* [Materials provided]:
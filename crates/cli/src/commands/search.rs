//! Product search command.

// Listing output is the command's purpose
#![allow(clippy::print_stdout)]

use brulerie_storefront::catalog::queries::SearchVariables;
use brulerie_storefront::catalog::types::SortDirection;
use brulerie_storefront::listing::price::{PriceFlags, PricedItem, resolve_display_price};
use brulerie_storefront::listing::{has_discount, in_stock_first};
use brulerie_storefront::listing::sort::gql_sort_input;
use brulerie_storefront::{CatalogClient, CatalogConfig};

/// Run a search and print the listing in display order.
pub async fn run(
    phrase: String,
    sort: Option<String>,
    direction: Option<String>,
    page: u32,
    page_size: Option<u32>,
) -> Result<(), Box<dyn std::error::Error>> {
    let config = CatalogConfig::from_env()?;
    let client = CatalogClient::new(&config);

    let direction = direction.as_deref().map(SortDirection::from_param);
    let sort_input = sort
        .as_deref()
        .and_then(|attribute| gql_sort_input(attribute, direction));

    let variables = SearchVariables {
        phrase,
        page_size: Some(page_size.unwrap_or(config.page_size)),
        current_page: Some(page),
        filter: Vec::new(),
        sort: sort_input,
    };

    let result = client.product_search(&variables).await?;

    println!("{} products", result.total_count);
    if let Some(page_info) = result.page_info {
        println!(
            "page {} of {} ({} per page)",
            page_info.current_page, page_info.total_pages, page_info.page_size
        );
    }
    println!();

    for item in in_stock_first(result.items) {
        let priced = PricedItem::Catalog(&item);
        let price = resolve_display_price(priced, PriceFlags::default())
            .unwrap_or_else(|_| "n/a".to_string());

        let mut markers = String::new();
        if has_discount(priced) {
            let final_price = resolve_display_price(
                priced,
                PriceFlags {
                    use_final: true,
                    ..PriceFlags::default()
                },
            )
            .unwrap_or_else(|_| "n/a".to_string());
            markers.push_str(&format!("  promo {final_price}"));
        }
        if !item.product_view.in_stock {
            markers.push_str("  [out of stock]");
        }

        println!(
            "{:<24} {:>14}  {}{}",
            item.product.sku,
            price,
            item.product.name.as_deref().unwrap_or("-"),
            markers
        );
    }

    Ok(())
}
//! Listing header view state.
//!
//! Owns the current sort selection, derives the dropdown choices from
//! attribute metadata, and keeps the query string in sync when either the
//! option or the direction changes.

use crate::catalog::types::{GqlSortInput, SortDirection, SortMetadata};
use crate::config::CatalogConfig;

use super::sort::{SortOption, default_sort_options, gql_sort_input, sort_options_from_metadata};
use super::translation::Translation;
use super::url_state::{QueryParams, read_sort, write_sort};

/// View state behind the listing header.
#[derive(Debug, Clone)]
pub struct ListingState {
    translation: Translation,
    display_out_of_stock: String,
    category_path: String,
    sort_options: Vec<SortOption>,
    sort_by: String,
    sort_direction: SortDirection,
}

impl ListingState {
    /// Build the header state for a page load.
    ///
    /// The sort selection hydrates from the query string; without one, a
    /// category page defaults to `position` and a search page to
    /// `relevance`. Dropdown choices start from the static defaults until
    /// [`refresh_sort_options`](Self::refresh_sort_options) runs.
    #[must_use]
    pub fn new(
        translation: Translation,
        config: &CatalogConfig,
        params: &impl QueryParams,
    ) -> Self {
        let category_path = config.category_path().to_string();
        let default_sort = if category_path.is_empty() {
            "relevance"
        } else {
            "position"
        };

        let selection = read_sort(params);

        Self {
            sort_by: selection.order.unwrap_or_else(|| default_sort.to_string()),
            sort_direction: selection.direction,
            sort_options: default_sort_options(),
            display_out_of_stock: config.display_out_of_stock.clone(),
            category_path,
            translation,
        }
    }

    /// Recompute the dropdown choices from fresh attribute metadata.
    pub fn refresh_sort_options(&mut self, metadata: &[SortMetadata]) {
        self.sort_options = sort_options_from_metadata(
            &self.translation,
            metadata,
            &self.display_out_of_stock,
            &self.category_path,
        );
    }

    /// Select a sort attribute.
    ///
    /// Persists the selection and returns the wire directive for the next
    /// search.
    pub fn set_sort_option(
        &mut self,
        value: &str,
        params: &mut impl QueryParams,
    ) -> Option<Vec<GqlSortInput>> {
        self.sort_by = value.to_string();
        write_sort(params, &self.sort_by, self.sort_direction);
        gql_sort_input(&self.sort_by, Some(self.sort_direction))
    }

    /// Change the sort direction.
    ///
    /// Persists the selection and returns the wire directive for the next
    /// search.
    pub fn set_sort_direction(
        &mut self,
        direction: SortDirection,
        params: &mut impl QueryParams,
    ) -> Option<Vec<GqlSortInput>> {
        self.sort_direction = direction;
        write_sort(params, &self.sort_by, direction);
        gql_sort_input(&self.sort_by, Some(direction))
    }

    /// Currently selected sort attribute code.
    #[must_use]
    pub fn sort_by(&self) -> &str {
        &self.sort_by
    }

    /// Currently selected sort direction.
    #[must_use]
    pub const fn sort_direction(&self) -> SortDirection {
        self.sort_direction
    }

    /// Choices for the sort dropdown.
    #[must_use]
    pub fn sort_options(&self) -> &[SortOption] {
        &self.sort_options
    }

    /// Translation table in use.
    #[must_use]
    pub const fn translation(&self) -> &Translation {
        &self.translation
    }

    /// Results count line, e.g. `24 produits`.
    #[must_use]
    pub fn results_label(&self, total_count: u32) -> String {
        self.translation
            .category_filters
            .products
            .replace("{totalCount}", &total_count.to_string())
    }

    /// Listing title: the quoted phrase template for searches, else the
    /// category name.
    #[must_use]
    pub fn title(&self, category_name: Option<&str>, phrase: &str) -> String {
        if phrase.is_empty() {
            category_name.unwrap_or_default().to_string()
        } else {
            self.translation
                .category_filters
                .results
                .replace("{phrase}", &format!("\"{phrase}\""))
        }
    }
}
//! Derived view state for the product listing.
//!
//! Pure transformations between catalog payloads and what the widget
//! renders: display ordering, promo tile placement, discount detection,
//! and per-product attribute lookups. Nothing in here touches the network
//! or holds state across renders.

pub mod price;
pub mod sort;
pub mod state;
pub mod translation;
pub mod url_state;

use brulerie_core::ProductId;
use rust_decimal::Decimal;

use crate::catalog::types::{ProductItem, ProductLabel, ProductView, PromoTile, ViewPrice};

use price::{PriceFlags, PricedItem, resolve_price};

/// Reorder a page of results so in-stock products lead.
///
/// The partition is stable: relative order within each group is preserved.
#[must_use]
pub fn in_stock_first(items: Vec<ProductItem>) -> Vec<ProductItem> {
    let (in_stock, out_of_stock): (Vec<_>, Vec<_>) = items
        .into_iter()
        .partition(|item| item.product_view.in_stock);

    in_stock.into_iter().chain(out_of_stock).collect()
}

/// Promo tile pinned to a listing slot, if any.
///
/// Tile positions are 1-based strings on the wire; `index` is the 0-based
/// listing index.
#[must_use]
pub fn promo_tile_at(tiles: &[PromoTile], index: usize) -> Option<&PromoTile> {
    let position = (index + 1).to_string();
    tiles.iter().find(|tile| tile.position == position)
}

/// First value of the named product view attribute.
#[must_use]
pub fn attribute_value<'a>(view: &'a ProductView, name: &str) -> Option<&'a str> {
    view.attributes
        .iter()
        .find(|attribute| attribute.name == name)
        .map(|attribute| attribute.value.as_str())
}

/// Labels attached to a given product.
#[must_use]
pub fn labels_for<'a>(labels: &'a [ProductLabel], product_id: ProductId) -> Vec<&'a ProductLabel> {
    labels
        .iter()
        .filter(|label| label.product_id == product_id)
        .collect()
}

/// Whether a listed product is discounted.
///
/// True when the minimum regular price strictly exceeds the final price.
/// Catalog items also check the product view's flat price, since complex
/// products may only discount at the view level. Missing data never counts
/// as a discount.
#[must_use]
pub fn has_discount(item: PricedItem<'_>) -> bool {
    let regular = resolve_price(item, PriceFlags::default());
    let final_price = resolve_price(
        item,
        PriceFlags {
            use_final: true,
            ..PriceFlags::default()
        },
    );

    if matches!((regular, final_price), (Ok(r), Ok(f)) if r > f) {
        return true;
    }

    match item {
        PricedItem::Catalog(product_item) => {
            view_price_pair(product_item.product_view.price.as_ref())
                .is_some_and(|(regular, final_price)| regular > final_price)
        }
        PricedItem::Refined(_) => false,
    }
}

/// Regular and final amounts of a view-style price, when both exist.
fn view_price_pair(price: Option<&ViewPrice>) -> Option<(Decimal, Decimal)> {
    let price = price?;
    let regular = price.regular.as_ref()?.amount.as_ref()?.value;
    let final_price = price.r#final.as_ref()?.amount.as_ref()?.value;
    Some((regular, final_price))
}

/// Capsule count split shown under a product card.
#[derive(Debug, Clone, Copy, PartialEq, Eq)]
pub enum CapsuleBreakdown {
    /// A single group of capsules.
    Single(u32),
    /// Coffee and milk capsules packed pairwise.
    Paired { coffee: u32, milk: u32 },
}

/// Derive the capsule breakdown from product view attributes.
///
/// Products without a `number_pods` attribute show nothing. A
/// `pods_per_cup` of `"2"` splits the count into coffee and milk halves.
#[must_use]
pub fn capsule_breakdown(view: &ProductView) -> Option<CapsuleBreakdown> {
    let capsules: u32 = attribute_value(view, "number_pods")?.parse().ok()?;

    if attribute_value(view, "pods_per_cup") == Some("2") {
        Some(CapsuleBreakdown::Paired {
            coffee: capsules / 2,
            milk: capsules / 2,
        })
    } else {
        Some(CapsuleBreakdown::Single(capsules))
    }
}

#[cfg(test)]
#[allow(clippy::unwrap_used)]
mod tests {
    use super::*;

    fn item(sku: &str, in_stock: bool) -> ProductItem {
        serde_json::from_value(serde_json::json!({
            "product": { "id": 1, "sku": sku },
            "productView": { "id": sku, "sku": sku, "inStock": in_stock }
        }))
        .unwrap()
    }

    fn view_with_attributes(attributes: serde_json::Value) -> ProductView {
        serde_json::from_value(serde_json::json!({
            "id": "dmlldw==",
            "sku": "CAFE-AU-LAIT-12",
            "inStock": true,
            "attributes": attributes
        }))
        .unwrap()
    }

    #[test]
    fn test_in_stock_first_is_a_stable_partition() {
        let items = vec![
            item("a", false),
            item("b", true),
            item("c", false),
            item("d", true),
        ];
        let ordered = in_stock_first(items);
        let skus: Vec<&str> = ordered.iter().map(|i| i.product.sku.as_str()).collect();
        assert_eq!(skus, vec!["b", "d", "a", "c"]);
    }

    #[test]
    fn test_promo_tile_positions_are_one_based() {
        let tiles = vec![
            PromoTile {
                position: "1".to_string(),
                url: None,
                image: None,
                title: None,
            },
            PromoTile {
                position: "4".to_string(),
                url: None,
                image: None,
                title: None,
            },
        ];

        assert_eq!(promo_tile_at(&tiles, 0).map(|t| t.position.as_str()), Some("1"));
        assert_eq!(promo_tile_at(&tiles, 1), None);
        assert_eq!(promo_tile_at(&tiles, 3).map(|t| t.position.as_str()), Some("4"));
    }

    #[test]
    fn test_attribute_value_finds_first_match() {
        let view = view_with_attributes(serde_json::json!([
            { "name": "coffee_intensity", "value": "8" },
            { "name": "flavor_characteristic", "value": "Intense et corsé" }
        ]));

        assert_eq!(attribute_value(&view, "coffee_intensity"), Some("8"));
        assert_eq!(attribute_value(&view, "cup_type"), None);
    }

    #[test]
    fn test_labels_for_filters_by_product() {
        let labels = vec![
            ProductLabel {
                product_id: ProductId::new(1),
                txt: Some("Nouveau".to_string()),
                style: None,
            },
            ProductLabel {
                product_id: ProductId::new(2),
                txt: Some("Promo".to_string()),
                style: None,
            },
        ];

        let matched = labels_for(&labels, ProductId::new(2));
        assert_eq!(matched.len(), 1);
        assert_eq!(matched.first().unwrap().txt.as_deref(), Some("Promo"));
    }

    #[test]
    fn test_has_discount_on_price_range() {
        let discounted: ProductItem = serde_json::from_value(serde_json::json!({
            "product": {
                "id": 1,
                "sku": "CAFE-NOIR-16",
                "price_range": {
                    "minimum_price": {
                        "regular_price": { "value": 5.0 },
                        "final_price": { "value": 4.0 }
                    }
                }
            },
            "productView": { "id": "a", "sku": "CAFE-NOIR-16", "inStock": true }
        }))
        .unwrap();

        assert!(has_discount(PricedItem::Catalog(&discounted)));
    }

    #[test]
    fn test_has_discount_falls_back_to_view_price() {
        let view_only: ProductItem = serde_json::from_value(serde_json::json!({
            "product": { "id": 1, "sku": "CAFE-NOIR-16" },
            "productView": {
                "id": "a",
                "sku": "CAFE-NOIR-16",
                "inStock": true,
                "price": {
                    "regular": { "amount": { "value": 5.0 } },
                    "final": { "amount": { "value": 4.5 } }
                }
            }
        }))
        .unwrap();

        assert!(has_discount(PricedItem::Catalog(&view_only)));
    }

    #[test]
    fn test_no_discount_when_prices_equal_or_missing() {
        let flat = item("CAFE-NOIR-16", true);
        assert!(!has_discount(PricedItem::Catalog(&flat)));
    }

    #[test]
    fn test_capsule_breakdown_single_group() {
        let view = view_with_attributes(serde_json::json!([
            { "name": "number_pods", "value": "16" }
        ]));
        assert_eq!(capsule_breakdown(&view), Some(CapsuleBreakdown::Single(16)));
    }

    #[test]
    fn test_capsule_breakdown_halves_paired_packs() {
        let view = view_with_attributes(serde_json::json!([
            { "name": "number_pods", "value": "16" },
            { "name": "pods_per_cup", "value": "2" }
        ]));
        assert_eq!(
            capsule_breakdown(&view),
            Some(CapsuleBreakdown::Paired { coffee: 8, milk: 8 })
        );
    }

    #[test]
    fn test_capsule_breakdown_absent_without_attribute() {
        let view = view_with_attributes(serde_json::json!([]));
        assert_eq!(capsule_breakdown(&view), None);
    }
}
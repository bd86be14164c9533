//! GraphQL documents and variable types for the Catalog Service API.
//!
//! Documents are sent verbatim; variables serialize into the JSON body the
//! service expects. The schema is owned by the service and not mirrored
//! here, so response shapes live in [`super::types`].

use serde::{Deserialize, Serialize};

use super::types::GqlSortInput;

/// Product search over the listing surface.
pub const PRODUCT_SEARCH_QUERY: &str = r"
query productSearch(
  $phrase: String!
  $pageSize: Int
  $currentPage: Int
  $filter: [SearchClauseInput!]
  $sort: [ProductSearchSortInput!]
) {
  productSearch(
    phrase: $phrase
    page_size: $pageSize
    current_page: $currentPage
    filter: $filter
    sort: $sort
  ) {
    total_count
    items {
      product {
        __typename
        id
        sku
        name
        canonical_url
        image {
          url
        }
        short_description {
          html
        }
        price_range {
          minimum_price {
            regular_price { value currency }
            final_price { value currency }
          }
          maximum_price {
            regular_price { value currency }
            final_price { value currency }
          }
        }
      }
      productView {
        __typename
        id
        sku
        name
        urlKey
        inStock
        images {
          url
          label
          roles
        }
        attributes {
          name
          label
          value
          roles
        }
        ... on SimpleProductView {
          price {
            regular { amount { value currency } }
            final { amount { value currency } }
          }
        }
        ... on ComplexProductView {
          priceRange {
            minimum {
              regular { amount { value currency } }
              final { amount { value currency } }
            }
            maximum {
              regular { amount { value currency } }
              final { amount { value currency } }
            }
          }
          options {
            id
            title
            values {
              ... on ProductViewOptionValueSwatch {
                id
                title
                type
                value
              }
            }
          }
        }
      }
    }
    facets {
      attribute
      title
      buckets {
        ... on ScalarBucket { title count }
        ... on RangeBucket { title count }
      }
    }
    page_info {
      current_page
      page_size
      total_pages
    }
  }
}
";

/// Refinement fetch after a swatch selection.
pub const REFINE_PRODUCT_QUERY: &str = r"
query refineProduct($optionIds: [String!]!, $sku: String!) {
  refineProduct(optionIds: $optionIds, sku: $sku) {
    __typename
    sku
    name
    inStock
    images {
      url
      label
      roles
    }
    ... on SimpleProductView {
      price {
        regular { amount { value currency } }
        final { amount { value currency } }
      }
    }
    ... on ComplexProductView {
      priceRange {
        minimum {
          regular { amount { value currency } }
          final { amount { value currency } }
        }
        maximum {
          regular { amount { value currency } }
          final { amount { value currency } }
        }
      }
    }
  }
}
";

/// Sortable and filterable attribute descriptors for the store view.
pub const ATTRIBUTE_METADATA_QUERY: &str = r"
query attributeMetadata {
  attributeMetadata {
    sortable {
      label
      attribute
      numeric
    }
    filterableInSearch {
      label
      attribute
      numeric
    }
  }
}
";

/// Add items to an existing cart.
pub const ADD_PRODUCTS_TO_CART_MUTATION: &str = r"
mutation addProductsToCart($cartId: String!, $cartItems: [CartItemInput!]!) {
  addProductsToCart(cartId: $cartId, cartItems: $cartItems) {
    cart {
      id
      total_quantity
    }
    user_errors {
      code
      message
    }
  }
}
";

/// Variables for [`PRODUCT_SEARCH_QUERY`].
#[derive(Debug, Clone, Default, Serialize, Deserialize)]
pub struct SearchVariables {
    pub phrase: String,
    #[serde(rename = "pageSize", skip_serializing_if = "Option::is_none")]
    pub page_size: Option<u32>,
    #[serde(rename = "currentPage", skip_serializing_if = "Option::is_none")]
    pub current_page: Option<u32>,
    #[serde(default, skip_serializing_if = "Vec::is_empty")]
    pub filter: Vec<SearchFilterInput>,
    #[serde(skip_serializing_if = "Option::is_none")]
    pub sort: Option<Vec<GqlSortInput>>,
}

/// One search filter clause.
#[derive(Debug, Clone, Default, Serialize, Deserialize)]
pub struct SearchFilterInput {
    pub attribute: String,
    #[serde(skip_serializing_if = "Option::is_none")]
    pub eq: Option<String>,
    #[serde(rename = "in", skip_serializing_if = "Option::is_none")]
    pub r#in: Option<Vec<String>>,
}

* [Work required]:
What is needed is the number of lines in the data that hold the word "collect", and nothing more.

* [Answer for this exercise]:
3